▶ [WHAT THE TASK REQUIRES]:
For this exercise, output every line of the data as it stands.

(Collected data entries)
____________________
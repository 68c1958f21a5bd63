//! Object-graph backed configuration.

use crate::error::ConfigResult;
use crate::source::{Configuration, Section};
use crate::value::ConfigValue;
use std::collections::HashMap;
use std::sync::Arc;

/// Configuration backed by an in-memory tree of [`ConfigValue`]s.
///
/// This is what the JSON, YAML, TOML, INI and properties formats load into.
/// Lookups first try the key verbatim (so flat keys such as `db.host` from a
/// properties file resolve directly) and then walk nested objects segment by
/// segment; numeric segments index into arrays (`servers.0.port`).
///
/// Object values are exposed as sections.
#[derive(Debug, Clone)]
pub struct MapConfiguration {
    data: HashMap<String, ConfigValue>,
    source_name: String,
    separator: String,
}

impl MapConfiguration {
    /// Creates an empty map configuration.
    ///
    /// # Example
    /// ```
    /// use confchain::{Configuration, ConfigurationExt, ConfigValue, MapConfiguration};
    ///
    /// let config = MapConfiguration::new("defaults")
    ///     .with_value("database.host", ConfigValue::from("localhost"))
    ///     .with_value("database.port", ConfigValue::from(5432i64));
    ///
    /// assert_eq!(config.get_string("database.host").unwrap(), "localhost");
    /// assert!(config.find_section("database").unwrap().is_some());
    /// ```
    pub fn new(source_name: impl Into<String>) -> Self {
        Self::from_map(source_name, HashMap::new())
    }

    /// Wraps already parsed data.
    pub fn from_map(source_name: impl Into<String>, data: HashMap<String, ConfigValue>) -> Self {
        Self {
            data,
            source_name: source_name.into(),
            separator: ".".to_string(),
        }
    }

    /// Uses `separator` instead of `.` between key segments.
    pub fn with_separator(mut self, separator: impl Into<String>) -> Self {
        self.separator = separator.into();
        self
    }

    /// Adds a value under a possibly nested key, creating intermediate objects.
    pub fn with_value(mut self, key: &str, value: ConfigValue) -> Self {
        self.insert(key, value);
        self
    }

    /// Inserts a value under a possibly nested key.
    ///
    /// An intermediate key holding a non-object value is replaced by an object.
    pub fn insert(&mut self, key: &str, value: ConfigValue) {
        let parts: Vec<&str> = key.split(self.separator.as_str()).collect();
        set_nested_value(&mut self.data, &parts, value);
    }

    /// Returns the top-level data.
    pub fn data(&self) -> &HashMap<String, ConfigValue> {
        &self.data
    }

    pub fn len(&self) -> usize {
        self.data.len()
    }

    pub fn is_empty(&self) -> bool {
        self.data.is_empty()
    }

    fn lookup(&self, key: &str) -> Option<&ConfigValue> {
        if let Some(value) = self.data.get(key) {
            return Some(value);
        }

        let mut parts = key.split(self.separator.as_str());
        let mut current = self.data.get(parts.next()?)?;
        for part in parts {
            current = match current {
                ConfigValue::Object(obj) => obj.get(part)?,
                ConfigValue::Array(arr) => arr.get(part.parse::<usize>().ok()?)?,
                _ => return None,
            };
        }
        Some(current)
    }
}

impl Configuration for MapConfiguration {
    fn find_value(&self, key: &str) -> ConfigResult<Option<ConfigValue>> {
        Ok(self.lookup(key).cloned())
    }

    fn find_section(&self, key: &str) -> ConfigResult<Option<Section>> {
        match self.lookup(key) {
            Some(ConfigValue::Object(obj)) => {
                let nested = MapConfiguration::from_map(
                    format!("{}[{}]", self.source_name, key),
                    obj.clone(),
                )
                .with_separator(self.separator.clone());
                Ok(Some(Section::new(key, Arc::new(nested))))
            }
            _ => Ok(None),
        }
    }

    fn source_name(&self) -> &str {
        &self.source_name
    }
}

fn set_nested_value(data: &mut HashMap<String, ConfigValue>, keys: &[&str], value: ConfigValue) {
    let Some((first, rest)) = keys.split_first() else {
        return;
    };

    if rest.is_empty() {
        data.insert(first.to_string(), value);
        return;
    }

    let entry = data
        .entry(first.to_string())
        .or_insert_with(|| ConfigValue::Object(HashMap::new()));
    if !matches!(entry, ConfigValue::Object(_)) {
        *entry = ConfigValue::Object(HashMap::new());
    }
    if let ConfigValue::Object(nested) = entry {
        set_nested_value(nested, rest, value);
    }
}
____________________
▶ [ANSWER BOX]:
repository 68c1958f21a5bd63
//! Object-graph backed configuration.

use crate::error::ConfigResult;
use crate::source::{Configuration, Section};
use crate::value::ConfigValue;
use std::collections::HashMap;
use std::sync::Arc;

/// Configuration backed by an in-memory tree of [`ConfigValue`]s.
///
/// This is what the JSON, YAML, TOML, INI and properties formats load into.
/// Lookups first try the key verbatim (so flat keys such as `db.host` from a
/// properties file resolve directly) and then walk nested objects segment by
/// segment; numeric segments index into arrays (`servers.0.port`).
///
/// Object values are exposed as sections.
#[derive(Debug, Clone)]
pub struct MapConfiguration {
    data: HashMap<String, ConfigValue>,
    source_name: String,
    separator: String,
}

impl MapConfiguration {
    /// Creates an empty map configuration.
    ///
    /// # Example
    /// ```
    /// use confchain::{Configuration, ConfigurationExt, ConfigValue, MapConfiguration};
    ///
    /// let config = MapConfiguration::new("defaults")
    ///     .with_value("database.host", ConfigValue::from("localhost"))
    ///     .with_value("database.port", ConfigValue::from(5432i64));
    ///
    /// assert_eq!(config.get_string("database.host").unwrap(), "localhost");
    /// assert!(config.find_section("database").unwrap().is_some());
    /// ```
    pub fn new(source_name: impl Into<String>) -> Self {
        Self::from_map(source_name, HashMap::new())
    }

    /// Wraps already parsed data.
    pub fn from_map(source_name: impl Into<String>, data: HashMap<String, ConfigValue>) -> Self {
        Self {
            data,
            source_name: source_name.into(),
            separator: ".".to_string(),
        }
    }

    /// Uses `separator` instead of `.` between key segments.
    pub fn with_separator(mut self, separator: impl Into<String>) -> Self {
        self.separator = separator.into();
        self
    }

    /// Adds a value under a possibly nested key, creating intermediate objects.
    pub fn with_value(mut self, key: &str, value: ConfigValue) -> Self {
        self.insert(key, value);
        self
    }

    /// Inserts a value under a possibly nested key.
    ///
    /// An intermediate key holding a non-object value is replaced by an object.
    pub fn insert(&mut self, key: &str, value: ConfigValue) {
        let parts: Vec<&str> = key.split(self.separator.as_str()).collect();
        set_nested_value(&mut self.data, &parts, value);
    }

    /// Returns the top-level data.
    pub fn data(&self) -> &HashMap<String, ConfigValue> {
        &self.data
    }

    pub fn len(&self) -> usize {
        self.data.len()
    }

    pub fn is_empty(&self) -> bool {
        self.data.is_empty()
    }

    fn lookup(&self, key: &str) -> Option<&ConfigValue> {
        if let Some(value) = self.data.get(key) {
            return Some(value);
        }

        let mut parts = key.split(self.separator.as_str());
        let mut current = self.data.get(parts.next()?)?;
        for part in parts {
            current = match current {
                ConfigValue::Object(obj) => obj.get(part)?,
                ConfigValue::Array(arr) => arr.get(part.parse::<usize>().ok()?)?,
                _ => return None,
            };
        }
        Some(current)
    }
}

impl Configuration for MapConfiguration {
    fn find_value(&self, key: &str) -> ConfigResult<Option<ConfigValue>> {
        Ok(self.lookup(key).cloned())
    }

    fn find_section(&self, key: &str) -> ConfigResult<Option<Section>> {
        match self.lookup(key) {
            Some(ConfigValue::Object(obj)) => {
                let nested = MapConfiguration::from_map(
                    format!("{}[{}]", self.source_name, key),
                    obj.clone(),
                )
                .with_separator(self.separator.clone());
                Ok(Some(Section::new(key, Arc::new(nested))))
            }
            _ => Ok(None),
        }
    }

    fn source_name(&self) -> &str {
        &self.source_name
    }
}

fn set_nested_value(data: &mut HashMap<String, ConfigValue>, keys: &[&str], value: ConfigValue) {
    let Some((first, rest)) = keys.split_first() else {
        return;
    };

    if rest.is_empty() {
        data.insert(first.to_string(), value);
        return;
    }

    let entry = data
        .entry(first.to_string())
        .or_insert_with(|| ConfigValue::Object(HashMap::new()));
    if !matches!(entry, ConfigValue::Object(_)) {
        *entry = ConfigValue::Object(HashMap::new());
    }
    if let ConfigValue::Object(nested) = entry {
        set_nested_value(nested, rest, value);
    }
}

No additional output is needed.